Disclosed aspects recognize conventional DBC substrates can be prone to delamination due to a significant coefficient of thermal expansion (CTE) mismatch between the copper layer(s) and the ceramic substrate. Although the copper layers can include dimples (full or half thickness dimples) to try to reduce this delamination risk, the thermal performance of the DBC substrate is reduced due to copper removal regions associated with forming the dimples raising the thermal resistance.
Disclosed aspects include a semiconductor device comprising a DBC substrate including a plurality of indentations in at least a top side of a ceramic substrate. The plurality of indentations are filled with a metal filler to provide metal filled dimples. A top copper layer is a patterned layer that is on the top side and provides at least leads, and there is at least one semiconductor die having bond pads electrically connected to the leads.
BRIEF DESCRIPTION OF THE DRAWINGS
Reference will now be made to the accompanying drawings, which are not necessarily drawn to scale, wherein:
FIGS. 1A-D are successive cross-sectional views of an in-process DBC substrate corresponding to results following steps in an example method for forming a DBC substrate having indentations formed in the ceramic substrate that are metal filled, according to an example aspect. FIG. 1A shows the ceramic substrate being initially unpatterned. There are generally a plurality of ceramic substrates in the form of a two dimensional sheet (or a panel) that are simultaneously processed. FIG. 1B shows the ceramic substrate after forming indentations on both a top side and a bottom side. FIG. 1C shows the ceramic substrate after the indentations are filled with a metal filler to form metal filled dimples. FIG. 1D shows the DBC substrate after bonding a top copper layer to the top side of the ceramic substrate and a bottom copper layer to the bottom side of the ceramic substrate.
FIG. 2A shows a top view of a power module comprising a disclosed DBC substrate including four semiconductor die with the top copper layer being a patterned layer shown providing three die pads that are all electrically isolated from one another by spacing between the die pads that reveals the ceramic substrate, according to an example aspect. Metal filled dimples which are under the top copper layer (thus not visible in this top view) are still shown to enable this FIG. to show these features metal filled dimples are shown as circles positioned at the respective corners of the first top layer portion, under the die and extending beyond the die for the second top layer portion, and framing a perimeter of the third top layer portion.
FIG. 2B is a cross-sectional view of the portion of the power module shown in FIG. 2A that utilizes the second top layer portion that also includes leads showing a wirebond arrangement including bond wires between bond pads on the die and the leads, where the area of the die is entirely over the metal filled dimples. FIG. 2C is a cross-sectional view of a portion of the power module shown that utilizes a top copper layer showing a wirebond arrangement between bond pads on a die on a die pad, where the metal filled dimples are positioned on both sides of the power module beyond the area of the die.

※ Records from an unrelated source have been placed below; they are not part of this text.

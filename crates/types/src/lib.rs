//! Shared form schema, response and submission types for the Formfill workspace.
//!
//! - [`form`]: fields, pages and styling as published by the form service.
//! - [`response`]: typed answers and the durable draft codec.
//! - [`submission`]: the multipart payload handed to the submission endpoint.

pub mod form;
pub mod response;
pub mod submission;

pub use form::{
    Alignment, Field, FieldId, FieldKind, FieldOption, FieldStyleOverrides, Form, FormDocument, FormStyling, Page, PageId, PageList,
};
pub use response::{
    AddressValue, CodecError, DateRangeValue, DocumentFile, FILE_ATTACHED_SENTINEL, Response, ResponseMap, ResponseValue, decode_draft,
    encode_draft, matrix_key,
};
pub use submission::{DOCUMENT_PART_PREFIX, DocumentPart, SubmissionPayload};
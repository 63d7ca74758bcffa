//! One respondent's pass through a form.
//!
//! [`FormSession`] owns the fetched schema, the navigator and the response
//! store, and reports validation and transport failures through a
//! [`Notifier`]. Front ends drive it with renders, interactions and
//! navigation requests.

use std::sync::Arc;

use formfill_api::{ApiError, FormService};
use formfill_types::{Field, FieldId, Form, FormDocument, Page};
use formfill_util::{DraftStore, DraftStoreError};
use thiserror::Error;
use tracing::{debug, info};

use crate::navigation::{NavOutcome, NavPosition, NavigationError, PageNavigator};
use crate::notify::{Notification, Notifier, Severity};
use crate::render::{Interaction, InteractionError, RenderedField, apply_interaction, render};
use crate::store::ResponseStore;
use crate::submission::{SubmitError, SubmitOutcome, submit};

const SUBMIT_FAILED_BODY: &str = "Something went wrong while submitting. Please try again.";

#[derive(Debug, Error)]
pub enum SessionError {
    #[error("failed to load form: {0}")]
    Fetch(#[from] ApiError),
    #[error("failed to restore drafts: {0}")]
    Draft(#[from] DraftStoreError),
}

pub struct FormSession {
    form: Form,
    fields: Vec<Field>,
    navigator: PageNavigator,
    store: ResponseStore,
    notifier: Arc<dyn Notifier>,
}

impl FormSession {
    /// Fetch the form and its pages, then restore any saved drafts.
    pub async fn load(
        service: &dyn FormService,
        form_id: &str,
        route: Option<&str>,
        drafts: Arc<dyn DraftStore>,
        notifier: Arc<dyn Notifier>,
    ) -> Result<Self, SessionError> {
        let document = service.fetch_form(form_id).await?;
        let pages = service.fetch_pages(form_id).await?;
        info!(form_id, fields = document.fields.len(), pages = pages.len(), "loaded form");
        Ok(Self::from_parts(form_id, document, pages, route, drafts, notifier)?)
    }

    /// Build a session from already fetched parts.
    ///
    /// Each page's fields are restored from that page's draft, so answers
    /// given on other pages count toward whole-form validation.
    pub fn from_parts(
        form_id: &str,
        document: FormDocument,
        pages: Vec<Page>,
        route: Option<&str>,
        drafts: Arc<dyn DraftStore>,
        notifier: Arc<dyn Notifier>,
    ) -> Result<Self, DraftStoreError> {
        let navigator = PageNavigator::new(pages, route);
        let mut store = ResponseStore::new(form_id, drafts);

        let mut restored = 0;
        if navigator.pages().is_empty() {
            restored += store.restore_unpaged(form_id)?;
        }
        for page in navigator.pages() {
            let owned: Vec<&FieldId> = document
                .fields
                .iter()
                .filter(|field| field.is_on_page(&page.id))
                .map(|field| &field.id)
                .collect();
            restored += store.restore_owned(form_id, &page.id, &owned)?;
        }
        debug!(form_id, restored, "restored drafts");

        store.switch_page(navigator.current_page_id().cloned());
        Ok(Self {
            form: document.form,
            fields: document.fields,
            navigator,
            store,
            notifier,
        })
    }

    pub fn form_id(&self) -> &str {
        self.store.form_id()
    }

    pub fn form(&self) -> &Form {
        &self.form
    }

    pub fn fields(&self) -> &[Field] {
        &self.fields
    }

    pub fn navigator(&self) -> &PageNavigator {
        &self.navigator
    }

    pub fn store(&self) -> &ResponseStore {
        &self.store
    }

    pub fn position(&self) -> NavPosition {
        self.navigator.position()
    }

    /// Fields shown at the current position. Unpaged forms show everything;
    /// the sentinel pages show nothing.
    pub fn current_fields(&self) -> Vec<&Field> {
        if self.navigator.pages().is_empty() {
            return self.fields.iter().collect();
        }
        match self.navigator.current_page_id() {
            Some(page_id) => self.fields.iter().filter(|field| field.is_on_page(page_id)).collect(),
            None => Vec::new(),
        }
    }

    pub fn render_current_page(&self) -> Vec<RenderedField> {
        self.current_fields()
            .into_iter()
            .map(|field| render(field, &self.store, &self.form.styling))
            .collect()
    }

    pub fn render_field(&self, field_id: &FieldId) -> Option<RenderedField> {
        self.field(field_id)
            .map(|field| render(field, &self.store, &self.form.styling))
    }

    pub fn field(&self, field_id: &FieldId) -> Option<&Field> {
        self.fields.iter().find(|field| &field.id == field_id)
    }

    /// Apply a widget interaction to one field shown at the current position.
    ///
    /// Fields on other pages are rejected, and so is everything at the
    /// `start`/`end` sentinels.
    pub fn apply(&mut self, field_id: &FieldId, interaction: Interaction) -> Result<(), InteractionError> {
        let Some(field) = self.fields.iter().find(|field| &field.id == field_id) else {
            return Err(InteractionError::UnknownField(field_id.clone()));
        };
        let on_page = self.navigator.pages().is_empty()
            || self
                .navigator
                .current_page_id()
                .is_some_and(|page_id| field.is_on_page(page_id));
        if !on_page {
            return Err(InteractionError::NotOnCurrentPage(field_id.clone()));
        }
        apply_interaction(field, &mut self.store, interaction)
    }

    pub fn next(&mut self) -> Result<NavOutcome, NavigationError> {
        match self.navigator.next(&self.fields, &self.store) {
            Ok(outcome) => {
                self.follow(outcome);
                Ok(outcome)
            }
            Err(NavigationError::Validation(failure)) => {
                self.notifier.notify(Notification::new(
                    "Missing required field",
                    failure.to_string(),
                    Severity::Warning,
                ));
                Err(NavigationError::Validation(failure))
            }
        }
    }

    pub fn back(&mut self) -> NavOutcome {
        let outcome = self.navigator.back();
        self.follow(outcome);
        outcome
    }

    /// Submit every answer. On success the navigator moves to `End`.
    pub async fn submit(&mut self, service: &dyn FormService) -> Result<SubmitOutcome, SubmitError> {
        match submit(&self.fields, &mut self.store, service).await {
            Ok(outcome) => {
                self.navigator.finish();
                self.store.switch_page(None);
                self.notifier.notify(Notification::new(
                    "Form submitted",
                    "Thank you, your responses were recorded.",
                    Severity::Info,
                ));
                Ok(outcome)
            }
            Err(error) => {
                let notification = match &error {
                    SubmitError::Validation(failure) => {
                        Notification::new("Missing required field", failure.to_string(), Severity::Warning)
                    }
                    SubmitError::Transport(_) => Notification::new("Submission failed", SUBMIT_FAILED_BODY, Severity::Error),
                };
                self.notifier.notify(notification);
                Err(error)
            }
        }
    }

    fn follow(&mut self, outcome: NavOutcome) {
        if let NavOutcome::Advanced(_) | NavOutcome::Retreated(_) = outcome {
            self.store.switch_page(self.navigator.current_page_id().cloned());
        }
    }
}
//! Terminal summaries for flat and time-series views.

use crate::aggregator::{FlatRow, Granularity, Metric, SeriesRow, SkipStats};
use colored::*;

const LABEL_WIDTH: usize = 42;
const VALUE_WIDTH: usize = 14;
const BAR_WIDTH: usize = 30;

/// Render a flat view as a box table with proportional bars
///
/// `total` is printed as a closing row when given.
pub fn render_flat_summary(metric: Metric, rows: &[FlatRow], total: Option<&FlatRow>) -> String {
    let mut lines = Vec::new();

    lines.push(format!("  📊 {}", metric.description().bold()));
    lines.push(border('┏', '┳', '┓'));
    lines.push(format!(
        "  ┃ {:<w$} ┃ {:^v$} ┃ {:<b$} ┃",
        "Title",
        metric.as_str(),
        "",
        w = LABEL_WIDTH,
        v = VALUE_WIDTH,
        b = BAR_WIDTH
    ));
    lines.push(border('┣', '╋', '┫'));

    let max = rows.iter().map(|row| row.value).fold(0.0_f64, f64::max);

    for row in rows {
        lines.push(format!(
            "  ┃ {:<w$} ┃ {:>v$} ┃ {:<b$} ┃",
            truncate(&format!("{} {}", row.key, row.label)),
            format_value(metric, row.value),
            bar(row.value, max).cyan(),
            w = LABEL_WIDTH,
            v = VALUE_WIDTH,
            b = BAR_WIDTH
        ));
    }

    if let Some(total) = total {
        lines.push(border('┣', '╋', '┫'));
        lines.push(format!(
            "  ┃ {:<w$} ┃ {:>v$} ┃ {:<b$} ┃",
            total.label.bold(),
            format_value(metric, total.value).bold(),
            "",
            w = LABEL_WIDTH,
            v = VALUE_WIDTH,
            b = BAR_WIDTH
        ));
    }

    lines.push(border('┗', '┻', '┛'));

    if rows.is_empty() {
        lines.push("   (no matching groups)".yellow().to_string());
    }

    lines.join("\n")
}

/// Render a time-series view: one block per row, one line per bucket
///
/// Empty buckets are elided after the first; `max_points` caps the lines
/// printed per row.
pub fn render_series_summary(
    metric: Metric,
    granularity: Granularity,
    rows: &[SeriesRow],
    max_points: usize,
) -> String {
    let mut lines = Vec::new();

    lines.push(format!(
        "  📈 {} ({})",
        metric.description().bold(),
        granularity
    ));

    if rows.is_empty() {
        lines.push("   (no matching groups)".yellow().to_string());
        return lines.join("\n");
    }

    for row in rows {
        let max = row.points.iter().map(|p| p.value).fold(0.0_f64, f64::max);
        let non_empty: Vec<_> = row.points.iter().filter(|p| p.value > 0.0).collect();

        lines.push(String::new());
        lines.push(format!("  {} {}", row.key.bold(), row.label));

        for point in non_empty.iter().take(max_points) {
            lines.push(format!(
                "  └─ {:<12} {:>v$} {}",
                granularity.label(&point.bucket),
                format_value(metric, point.value),
                bar(point.value, max).cyan(),
                v = VALUE_WIDTH
            ));
        }

        if non_empty.len() > max_points {
            lines.push(format!(
                "   (Showing {} of {} non-empty buckets)",
                max_points,
                non_empty.len()
            ));
        }
        if non_empty.is_empty() {
            lines.push(format!("   (all {} buckets empty)", row.points.len()));
        }
    }

    lines.join("\n")
}

/// One-line account of what was left out
pub fn render_skip_summary(skipped: &SkipStats) -> String {
    if skipped.total() == 0 {
        return format!("{}", "✓ No records skipped".green());
    }

    format!(
        "{} {} without title number, {} undated, {} unparseable dates, {} without buckets",
        "⚠️  Skipped:".yellow().bold(),
        skipped.missing_entity,
        skipped.missing_timestamp,
        skipped.unparseable_timestamp,
        skipped.outside_buckets
    )
}

fn border(left: char, mid: char, right: char) -> String {
    format!(
        "  {}{}{}{}{}{}{}",
        left,
        "━".repeat(LABEL_WIDTH + 2),
        mid,
        "━".repeat(VALUE_WIDTH + 2),
        mid,
        "━".repeat(BAR_WIDTH + 2),
        right
    )
}

fn bar(value: f64, max: f64) -> String {
    if max <= 0.0 || value <= 0.0 {
        return String::new();
    }
    let width = ((value / max) * BAR_WIDTH as f64).round() as usize;
    "█".repeat(width.clamp(1, BAR_WIDTH))
}

fn format_value(metric: Metric, value: f64) -> String {
    if metric.is_additive() {
        format!("{}", value as u64)
    } else {
        format!("{:.2}", value)
    }
}

fn truncate(label: &str) -> String {
    if label.chars().count() > LABEL_WIDTH {
        let kept: String = label.chars().take(LABEL_WIDTH - 3).collect();
        format!("{}...", kept)
    } else {
        label.to_string()
    }
}
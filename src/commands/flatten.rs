//! Flatten command implementation.
//!
//! Turns downloaded title documents into the flat record dump the
//! aggregation commands read.

use super::models::FlattenArgs;
use crate::output::write_json;
use crate::parser::{flatten_titles, read_title_documents};
use anyhow::{Context, Result};
use log::info;

/// Execute the flatten command
///
/// **Public** - main entry point called from main.rs
pub fn execute_flatten(args: FlattenArgs) -> Result<()> {
    validate_flatten_args(&args)?;

    info!("Step 1/2: Reading title documents from {}...", args.input.display());
    let documents = read_title_documents(&args.input).context("Failed to read title documents")?;

    info!("Step 2/2: Flattening {} title documents...", documents.len());
    let records = flatten_titles(&documents, &args.delimiter);

    write_json(&records, &args.output).context("Failed to write flattened records")?;
    info!(
        "✓ {} records written to: {}",
        records.len(),
        args.output.display()
    );

    Ok(())
}

/// Validate flatten arguments
fn validate_flatten_args(args: &FlattenArgs) -> Result<()> {
    if args.input.as_os_str().is_empty() {
        anyhow::bail!("Input path cannot be empty");
    }
    if args.output.as_os_str().is_empty() {
        anyhow::bail!("Output path cannot be empty");
    }
    if args.input == args.output {
        anyhow::bail!("Refusing to overwrite the input file");
    }
    if args.delimiter.is_empty() {
        anyhow::bail!("Delimiter cannot be empty");
    }
    Ok(())
}
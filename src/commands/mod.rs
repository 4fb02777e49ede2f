//! CLI command implementations.
//!
//! Each command is implemented in its own module.
//! Commands orchestrate the various library components to perform user tasks.

pub mod aggregate;
pub mod flatten;
pub mod models;
pub mod utils;

// Re-export main command functions
pub use aggregate::{execute_aggregate, execute_rollup, execute_timeseries, validate_args};
pub use flatten::execute_flatten;
pub use models::{AggregateArgs, FlattenArgs, InputArgs, RollupArgs, TimeSeriesArgs};
pub use utils::{display_schema, display_version, validate_report_file};
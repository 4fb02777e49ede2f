//! Output writers for reports and terminal summaries.
//!
//! This module handles:
//! - JSON reports, rollups and record dumps
//! - Box-table summaries for the terminal

pub mod json;
pub mod summary;

// Re-export main functions
pub use json::{read_report, write_json, write_report};
pub use summary::{render_flat_summary, render_series_summary, render_skip_summary};
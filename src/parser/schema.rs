//! JSON schema definitions for record input and report output.
//!
//! Input records are decoded leniently: every field is optional and
//! scalar values of the wrong JSON type are read as text where that makes
//! sense. The report schema is versioned to allow future evolution.

use crate::aggregator::accumulator::SkipStats;
use crate::aggregator::metrics::{FlatRow, Metric, SeriesRow};
use crate::aggregator::{Granularity, WordSource};
use serde::{Deserialize, Deserializer, Serialize};
use serde_json::Value;

/// One flat regulatory-text record (a title, part or section node)
#[derive(Debug, Clone, Default, PartialEq, Eq, Hash, Serialize, Deserialize)]
pub struct RawRecord {
    /// Composite "<number>—<department>" label
    #[serde(default, deserialize_with = "lenient_text", skip_serializing_if = "Option::is_none")]
    pub title_number: Option<String>,

    /// Structural kind ("section", "part", ...)
    #[serde(
        rename = "type",
        default,
        deserialize_with = "lenient_text",
        skip_serializing_if = "Option::is_none"
    )]
    pub kind: Option<String>,

    /// Free-text label whose tokens are counted as words
    #[serde(default, deserialize_with = "lenient_text", skip_serializing_if = "Option::is_none")]
    pub label: Option<String>,

    /// Point in time the record refers to
    #[serde(default, deserialize_with = "lenient_text", skip_serializing_if = "Option::is_none")]
    pub date: Option<String>,

    #[serde(default, deserialize_with = "lenient_text", skip_serializing_if = "Option::is_none")]
    pub identifier: Option<String>,

    #[serde(default, deserialize_with = "lenient_text", skip_serializing_if = "Option::is_none")]
    pub description: Option<String>,

    /// Precomputed description word count (from title flattening)
    #[serde(default, deserialize_with = "lenient_count", skip_serializing_if = "Option::is_none")]
    pub word_count: Option<u64>,
}

/// Which counters a record contributes to
#[derive(Debug, Clone, Copy, PartialEq, Eq, Hash, Serialize, Deserialize)]
#[serde(rename_all = "lowercase")]
pub enum RecordKind {
    Section,
    Part,
    Other,
}

impl RecordKind {
    /// Map a raw `type` value; anything unrecognized is `Other`
    pub fn from_type(value: Option<&str>) -> Self {
        match value.map(str::trim) {
            Some("section") => RecordKind::Section,
            Some("part") => RecordKind::Part,
            _ => RecordKind::Other,
        }
    }
}

impl RawRecord {
    pub fn record_kind(&self) -> RecordKind {
        RecordKind::from_type(self.kind.as_deref())
    }
}

/// Read any scalar JSON value as text; null becomes `None`
fn lenient_text<'de, D>(deserializer: D) -> Result<Option<String>, D::Error>
where
    D: Deserializer<'de>,
{
    let value = Option::<Value>::deserialize(deserializer)?;
    Ok(value.and_then(|v| match v {
        Value::Null => None,
        Value::String(s) => Some(s),
        Value::Number(n) => Some(n.to_string()),
        Value::Bool(b) => Some(b.to_string()),
        other => Some(other.to_string()),
    }))
}

/// Read a non-negative count from a number or numeric string
fn lenient_count<'de, D>(deserializer: D) -> Result<Option<u64>, D::Error>
where
    D: Deserializer<'de>,
{
    let value = Option::<Value>::deserialize(deserializer)?;
    Ok(value.and_then(|v| match v {
        Value::Number(n) => n.as_u64(),
        Value::String(s) => s.trim().parse::<u64>().ok(),
        _ => None,
    }))
}

/// Top-level report structure written to JSON
#[derive(Debug, Clone, PartialEq, Serialize, Deserialize)]
pub struct AggregateReport {
    /// Schema version for compatibility checking
    pub version: String,

    /// Timestamp when the report was generated
    pub generated_at: String,

    /// Number of raw records fed to the engine
    pub record_count: usize,

    /// Parameters the views were computed with
    pub parameters: ReportParameters,

    /// Records left out of one or more views
    pub skipped: SkipStats,

    /// Flat totals per group, in key order
    pub groups: Vec<GroupSummary>,

    /// Requested metric views
    pub views: Vec<MetricView>,
}

/// Parameters echoed into a report
#[derive(Debug, Clone, PartialEq, Serialize, Deserialize)]
pub struct ReportParameters {
    pub group_filter: String,

    pub word_source: WordSource,

    #[serde(default, skip_serializing_if = "Option::is_none")]
    pub granularity: Option<Granularity>,

    #[serde(default, skip_serializing_if = "Option::is_none")]
    pub lookback_years: Option<u32>,

    #[serde(default, skip_serializing_if = "Option::is_none")]
    pub window_start: Option<String>,

    #[serde(default, skip_serializing_if = "Option::is_none")]
    pub window_end: Option<String>,

    #[serde(default, skip_serializing_if = "Option::is_none")]
    pub bucket_count: Option<usize>,
}

/// Flat totals for one group
#[derive(Debug, Clone, PartialEq, Serialize, Deserialize)]
pub struct GroupSummary {
    pub key: String,
    pub name: String,
    pub word_count: u64,
    pub section_count: u64,
    pub part_count: u64,
    pub avg_words_per_section: f64,
}

/// One metric view, flat or time-series
#[derive(Debug, Clone, PartialEq, Serialize, Deserialize)]
#[serde(tag = "kind", rename_all = "snake_case")]
pub enum MetricView {
    Flat { metric: Metric, rows: Vec<FlatRow> },
    TimeSeries { metric: Metric, rows: Vec<SeriesRow> },
}

impl MetricView {
    pub fn metric(&self) -> Metric {
        match self {
            MetricView::Flat { metric, .. } | MetricView::TimeSeries { metric, .. } => *metric,
        }
    }

    pub fn row_count(&self) -> usize {
        match self {
            MetricView::Flat { rows, .. } => rows.len(),
            MetricView::TimeSeries { rows, .. } => rows.len(),
        }
    }
}

#[cfg(test)]
mod tests {
    use super::*;
    use serde_json::json;

    #[test]
    fn test_raw_record_lenient_fields() {
        let record: RawRecord = serde_json::from_value(json!({
            "title_number": 7,
            "type": "section",
            "label": null,
            "word_count": "12",
            "unexpected": true
        }))
        .unwrap();

        assert_eq!(record.title_number.as_deref(), Some("7"));
        assert_eq!(record.record_kind(), RecordKind::Section);
        assert!(record.label.is_none());
        assert_eq!(record.word_count, Some(12));
    }

    #[test]
    fn test_record_kind_from_type() {
        assert_eq!(RecordKind::from_type(Some("part")), RecordKind::Part);
        assert_eq!(RecordKind::from_type(Some("subpart")), RecordKind::Other);
        assert_eq!(RecordKind::from_type(None), RecordKind::Other);
    }

    #[test]
    fn test_raw_record_skips_absent_fields_on_write() {
        let record = RawRecord {
            title_number: Some("7".to_string()),
            ..Default::default()
        };
        let value = serde_json::to_value(&record).unwrap();
        assert_eq!(value, json!({ "title_number": "7" }));
    }
}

FIG. 2D is a cross-sectional view of a portion of a power module shown that utilizes a top copper layer shown as a flip chip bonding arrangement between bond pads on a die shown utilizing solder balls to make a connection to leads provided by the top copper layer. The die is shown positioned entirely over the metal filled dimples.
DETAILED DESCRIPTION
Example aspects are described with reference to the drawings, wherein like reference numerals are used to designate similar or equivalent elements. Illustrated ordering of acts or events should not be considered as limiting, as some acts or events may occur in different order and/or concurrently with other acts or events. Furthermore, some illustrated acts or events may not be required to implement a methodology in accordance with this Disclosure.
Also, the terms “connected to” or “connected with” (and the like) as used herein without further qualification are intended to describe either an indirect or direct electrical connection. Thus, if a first device “connects” to a second device, that connection can be through a direct electrical connection where there are only parasitics in the pathway, or through an indirect electrical connection via intervening items including other devices and connections. For indirect connecting, the intervening item generally does not modify the information of a signal but may adjust its current level, voltage level, and/or power level.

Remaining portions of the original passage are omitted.